**EXERCISE DIRECTIONS:**
Write down, unchanged, the entries from the first line through the line holding "let mut wards: HashSet<i32>". Include no other line.

Saved data entries
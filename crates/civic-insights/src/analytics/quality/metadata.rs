use super::DimensionScore;
use crate::analytics::config::ScoringConfig;
use crate::analytics::domain::{ServiceRecord, WardStatus};
use chrono::NaiveDate;
use std::collections::HashSet;

const ISSUE_THRESHOLD: f64 = 70.0;

/// Each sub-score contributes a quarter of the dimension score.
const SUBSCORE_WEIGHT: f64 = 0.25;

/// Fields the diversity sub-score looks for across the whole set.
const PROFILED_FIELDS: usize = 5;

pub fn assess(records: &[ServiceRecord], config: &ScoringConfig) -> DimensionScore {
    let total = records.len();
    if total == 0 {
        return DimensionScore {
            score: 0.0,
            details: "no records to profile".to_string(),
            issues: vec!["Cannot profile metadata richness: the record set is empty".to_string()],
            recommendations: vec!["Publish at least one record set slice for profiling".to_string()],
        };
    }

    let mut divisions: HashSet<String> = HashSet::new();
    let mut wards: HashSet<i32> = HashSet::new();
    let mut duplicate_keys: HashSet<(
        Option<NaiveDate>,
        Option<NaiveDate>,
        Option<String>,
        Option<i32>,
    )> = HashSet::new();
    let mut any_result = false;
    let mut any_cost = false;
    let mut noted = 0usize;
    let mut meaningful_notes = 0usize;

    for record in records {
        if let Some(division) = record.division() {
            divisions.insert(division.to_ascii_lowercase());
        }
        if let WardStatus::InDomain(ward) = record.ward_status(config.ward_count) {
            wards.insert(ward);
        }
        any_result |= record.result.is_known();
        any_cost |= record.estimated_cost.is_some();
        if let Some(note) = record.note() {
            noted += 1;
            if note.len() >= config.meaningful_note_len {
                meaningful_notes += 1;
            }
        }
        duplicate_keys.insert((
            record.start_date,
            record.end_date,
            record.division().map(str::to_ascii_lowercase),
            record.ward,
        ));
    }

    let populated_fields = [
        !divisions.is_empty(),
        any_result,
        !wards.is_empty(),
        any_cost,
        noted > 0,
    ]
    .into_iter()
    .filter(|present| *present)
    .count();
    let field_diversity = populated_fields as f64 / PROFILED_FIELDS as f64 * 100.0;

    let division_spread =
        (divisions.len() as f64 / config.division_cardinality_ceiling * 100.0).min(100.0);
    let ward_spread = (wards.len() as f64 / config.ward_count as f64 * 100.0).min(100.0);
    let value_diversity = (division_spread + ward_spread) / 2.0;

    let notes_quality = 100.0
        * (config.any_note_weight * (noted as f64 / total as f64)
            + config.meaningful_note_weight * (meaningful_notes as f64 / total as f64));

    let duplicates = total - duplicate_keys.len();
    let uniqueness = (total - duplicates) as f64 / total as f64 * 100.0;

    let score = SUBSCORE_WEIGHT * (field_diversity + value_diversity + notes_quality + uniqueness);
    let details = format!(
        "field diversity {field_diversity:.0}, value diversity {value_diversity:.0}, notes {notes_quality:.0}, uniqueness {uniqueness:.0}"
    );

    let mut issues = Vec::new();
    if score < ISSUE_THRESHOLD {
        if field_diversity < 100.0 {
            issues.push("One or more descriptive fields are never populated".to_string());
        }
        if notes_quality < 40.0 {
            issues.push("Free-text notes are sparse or too short to be useful".to_string());
        }
        if duplicates > 0 {
            issues.push(format!(
                "{duplicates} records duplicate another record's window, division, and ward"
            ));
        }
    }

    let recommendations = if score >= ISSUE_THRESHOLD {
        vec!["Descriptive coverage is healthy; document the field dictionary as is".to_string()]
    } else {
        vec![
            "Encourage meaningful notes on closed requests".to_string(),
            "Deduplicate records sharing the same window, division, and ward".to_string(),
        ]
    };

    DimensionScore {
        score,
        details,
        issues,
        recommendations,
    }
}
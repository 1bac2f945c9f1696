use civic_insights::analytics::histogram::{
    cost_distribution, distribution_of, select_strategy, BinStrategy, MAX_BINS, MIN_BINS,
    SKEW_RATIO_THRESHOLD,
};
use civic_insights::analytics::ServiceRecord;

fn costed(id: u64, cost: f64) -> ServiceRecord {
    ServiceRecord {
        id,
        estimated_cost: Some(cost),
        ..Default::default()
    }
}

/// An arithmetic ramp with a handful of seven-figure outliers: the shape the
/// hybrid strategy exists for.
fn skewed_costs() -> Vec<f64> {
    let mut costs: Vec<f64> = (1..=60).map(|i| i as f64 * 10.0).collect();
    costs.extend([100_000.0, 1_000_000.0, 10_000_000.0]);
    costs
}

#[test]
fn non_positive_costs_never_enter_the_histogram() {
    let records = vec![
        costed(1, 120.0),
        costed(2, 0.0),
        costed(3, -45.0),
        ServiceRecord {
            id: 4,
            ..Default::default()
        },
        costed(5, 480.0),
    ];

    let distribution = cost_distribution(&records);
    let total: usize = distribution.bins.iter().map(|bin| bin.count).sum();
    assert_eq!(total, 2);
}

#[test]
fn counts_and_percentages_cover_the_population() {
    let costs = skewed_costs();
    let distribution = distribution_of(&costs);

    let total: usize = distribution.bins.iter().map(|bin| bin.count).sum();
    assert_eq!(total, costs.len());

    let percent_sum: f64 = distribution.bins.iter().map(|bin| bin.percentage).sum();
    assert!((percent_sum - 100.0).abs() < 1e-6);
}

#[test]
fn skewed_population_selects_the_hybrid_strategy() {
    let costs = skewed_costs();
    let median = costs[costs.len() / 2];
    let range = costs[costs.len() - 1] - costs[0];
    assert!(range > SKEW_RATIO_THRESHOLD * median, "scenario is skewed");

    let distribution = distribution_of(&costs);
    assert_eq!(distribution.strategy, BinStrategy::HybridLogTail);
}

#[test]
fn hybrid_bins_increase_and_tail_widths_never_shrink() {
    let distribution = distribution_of(&skewed_costs());
    assert_eq!(distribution.strategy, BinStrategy::HybridLogTail);

    // Bin maxima strictly increase across the whole histogram.
    assert!(distribution
        .bins
        .windows(2)
        .all(|pair| pair[1].max > pair[0].max));

    // Raw-value widths never shrink: the linear segment holds steady and the
    // log tail grows geometrically.
    assert!(distribution
        .bins
        .windows(2)
        .all(|pair| (pair[1].max - pair[1].min) >= (pair[0].max - pair[0].min) - 1e-6));
    let first = &distribution.bins[0];
    let last = &distribution.bins[distribution.bins.len() - 1];
    assert!(last.max - last.min > first.max - first.min);
}

#[test]
fn bins_partition_without_overlap_or_gap() {
    let distribution = distribution_of(&skewed_costs());
    assert!(distribution
        .bins
        .windows(2)
        .all(|pair| pair[1].min >= pair[0].max - 1e-9));
}

#[test]
fn modest_spread_uses_equal_width_bins() {
    let costs: Vec<f64> = (1..=80).map(|i| 200.0 + i as f64).collect();
    assert_eq!(select_strategy(&costs), BinStrategy::EqualWidth);

    let distribution = distribution_of(&costs);
    assert_eq!(distribution.strategy, BinStrategy::EqualWidth);
    assert!((MIN_BINS..=MAX_BINS).contains(&distribution.bins.len()));
}

#[test]
fn empty_population_produces_no_bins() {
    let distribution = cost_distribution(&[]);
    assert!(distribution.bins.is_empty());
}
pub mod models;
pub mod ranking;
pub mod routes;
pub mod store;

use std::sync::Arc;

use async_trait::async_trait;
use axum::Router;
use libris_kernel::{settings::ReviewSettings, InitCtx, Module};
use serde_json::json;

use self::routes::ReviewsState;
use self::store::ReviewStore;

/// Reviews module: star-rated reviews with voting, held in memory
pub struct ReviewsModule {
    store: Arc<ReviewStore>,
    max_comment_chars: usize,
}

impl ReviewsModule {
    pub fn new(store: Arc<ReviewStore>, settings: &ReviewSettings) -> Self {
        Self {
            store,
            max_comment_chars: settings.max_comment_chars,
        }
    }
}

#[async_trait]
impl Module for ReviewsModule {
    fn name(&self) -> &'static str {
        "reviews"
    }

    async fn init(&self, ctx: &InitCtx<'_>) -> anyhow::Result<()> {
        tracing::info!(
            module = self.name(),
            environment = ?ctx.settings.environment,
            max_comment_chars = self.max_comment_chars,
            "reviews module initialized"
        );
        Ok(())
    }

    fn routes(&self) -> Router {
        routes::router(ReviewsState {
            store: Arc::clone(&self.store),
            max_comment_chars: self.max_comment_chars,
        })
    }

    fn openapi(&self) -> Option<serde_json::Value> {
        let error = json!({
            "content": {
                "application/json": {
                    "schema": { "$ref": "#/components/schemas/ErrorResponse" }
                }
            }
        });
        let book_id = json!({
            "name": "book_id",
            "in": "path",
            "required": true,
            "schema": { "type": "string" }
        });

        Some(json!({
            "paths": {
                "/health": {
                    "get": {
                        "summary": "Reviews health check",
                        "tags": ["Reviews"],
                        "responses": {
                            "200": {
                                "description": "OK",
                                "content": { "text/plain": { "schema": { "type": "string" } } }
                            }
                        }
                    }
                },
                "/books/{book_id}": {
                    "get": {
                        "summary": "Reviews of a book, highest voted first",
                        "tags": ["Reviews"],
                        "parameters": [book_id.clone()],
                        "responses": {
                            "200": {
                                "description": "Ranked reviews with average rating",
                                "content": {
                                    "application/json": {
                                        "schema": { "$ref": "#/components/schemas/ReviewSummary" }
                                    }
                                }
                            }
                        }
                    },
                    "post": {
                        "summary": "Submit a review",
                        "tags": ["Reviews"],
                        "parameters": [book_id],
                        "requestBody": {
                            "required": true,
                            "content": {
                                "application/json": {
                                    "schema": { "$ref": "#/components/schemas/NewReview" }
                                }
                            }
                        },
                        "responses": {
                            "201": {
                                "description": "Review created",
                                "content": {
                                    "application/json": {
                                        "schema": { "$ref": "#/components/schemas/Review" }
                                    }
                                }
                            },
                            "422": { "description": "Validation error", "content": error["content"].clone() }
                        }
                    }
                },
                "/{review_id}/vote": {
                    "post": {
                        "summary": "Up- or down-vote a review",
                        "tags": ["Reviews"],
                        "parameters": [{
                            "name": "review_id",
                            "in": "path",
                            "required": true,
                            "schema": { "type": "string" }
                        }],
                        "requestBody": {
                            "required": true,
                            "content": {
                                "application/json": {
                                    "schema": { "$ref": "#/components/schemas/VoteRequest" }
                                }
                            }
                        },
                        "responses": {
                            "200": {
                                "description": "Updated review",
                                "content": {
                                    "application/json": {
                                        "schema": { "$ref": "#/components/schemas/Review" }
                                    }
                                }
                            },
                            "404": { "description": "Review not found", "content": error["content"].clone() }
                        }
                    }
                }
            },
            "components": {
                "schemas": {
                    "Review": {
                        "type": "object",
                        "properties": {
                            "id": { "type": "string" },
                            "book_id": { "type": "string" },
                            "author": { "type": "string" },
                            "rating": { "type": "integer", "minimum": 1, "maximum": 5 },
                            "comment": { "type": "string" },
                            "date": { "type": "string", "format": "date" },
                            "votes": { "type": "integer" }
                        },
                        "required": ["id", "book_id", "author", "rating", "comment", "date", "votes"]
                    },
                    "NewReview": {
                        "type": "object",
                        "properties": {
                            "author": { "type": "string", "description": "Blank means anonymous" },
                            "rating": { "type": "integer", "minimum": 1, "maximum": 5 },
                            "comment": { "type": "string" }
                        },
                        "required": ["rating", "comment"]
                    },
                    "VoteRequest": {
                        "type": "object",
                        "properties": {
                            "delta": { "type": "integer", "description": "Usually 1 or -1" }
                        },
                        "required": ["delta"]
                    },
                    "RankedReview": {
                        "allOf": [
                            { "$ref": "#/components/schemas/Review" },
                            {
                                "type": "object",
                                "properties": {
                                    "stars": { "type": "string", "description": "Star glyphs, e.g. ★★★★☆" }
                                },
                                "required": ["stars"]
                            }
                        ]
                    },
                    "ReviewSummary": {
                        "type": "object",
                        "properties": {
                            "book_id": { "type": "string" },
                            "average_rating": { "type": "number" },
                            "average_label": { "type": "string" },
                            "review_count": { "type": "integer" },
                            "reviews": {
                                "type": "array",
                                "items": { "$ref": "#/components/schemas/RankedReview" }
                            }
                        },
                        "required": ["book_id", "average_rating", "average_label", "review_count", "reviews"]
                    }
                }
            }
        }))
    }

    async fn stop(&self) -> anyhow::Result<()> {
        let count = self.store.len().await;
        tracing::info!(
            module = self.name(),
            reviews = count,
            "reviews module stopped, in-memory reviews discarded"
        );
        Ok(())
    }
}

/// Create a new instance of the reviews module
pub fn create_module(settings: &ReviewSettings) -> Arc<dyn Module> {
    Arc::new(ReviewsModule::new(Arc::new(ReviewStore::new()), settings))
}

#[cfg(test)]
mod tests {
    use super::*;
    use crate::modules::reviews::models::ValidReview;

    fn module(store: Arc<ReviewStore>) -> Arc<ReviewsModule> {
        Arc::new(ReviewsModule::new(store, &ReviewSettings::default()))
    }

    #[tokio::test]
    async fn stop_runs_on_a_spawned_task() {
        let store = Arc::new(ReviewStore::new());
        store
            .add(
                "book-1",
                ValidReview {
                    author: "Ana".to_string(),
                    rating: 4,
                    comment: "Great".to_string(),
                },
            )
            .await;

        let module = module(store);
        let handle = tokio::spawn(async move { module.stop().await });
        assert!(handle.await.unwrap().is_ok());
    }

    #[test]
    fn summary_schema_lists_ranked_reviews() {
        let spec = module(Arc::new(ReviewStore::new())).openapi().unwrap();
        let schemas = &spec["components"]["schemas"];

        assert_eq!(
            schemas["ReviewSummary"]["properties"]["reviews"]["items"]["$ref"],
            "#/components/schemas/RankedReview"
        );
        let extension = &schemas["RankedReview"]["allOf"][1];
        assert_eq!(extension["properties"]["stars"]["type"], "string");
        assert_eq!(extension["required"][0], "stars");
    }
}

**WRITTEN RESPONSE:**
filename crates/civic-insights/src/analytics/quality/metadata.rs
use super::DimensionScore;
use crate::analytics::config::ScoringConfig;
use crate::analytics::domain::{ServiceRecord, WardStatus};
use chrono::NaiveDate;
use std::collections::HashSet;

const ISSUE_THRESHOLD: f64 = 70.0;

/// Each sub-score contributes a quarter of the dimension score.
const SUBSCORE_WEIGHT: f64 = 0.25;

/// Fields the diversity sub-score looks for across the whole set.
const PROFILED_FIELDS: usize = 5;

pub fn assess(records: &[ServiceRecord], config: &ScoringConfig) -> DimensionScore {
    let total = records.len();
    if total == 0 {
        return DimensionScore {
            score: 0.0,
            details: "no records to profile".to_string(),
            issues: vec!["Cannot profile metadata richness: the record set is empty".to_string()],
            recommendations: vec!["Publish at least one record set slice for profiling".to_string()],
        };
    }

    let mut divisions: HashSet<String> = HashSet::new();
    let mut wards: HashSet<i32> = HashSet::new();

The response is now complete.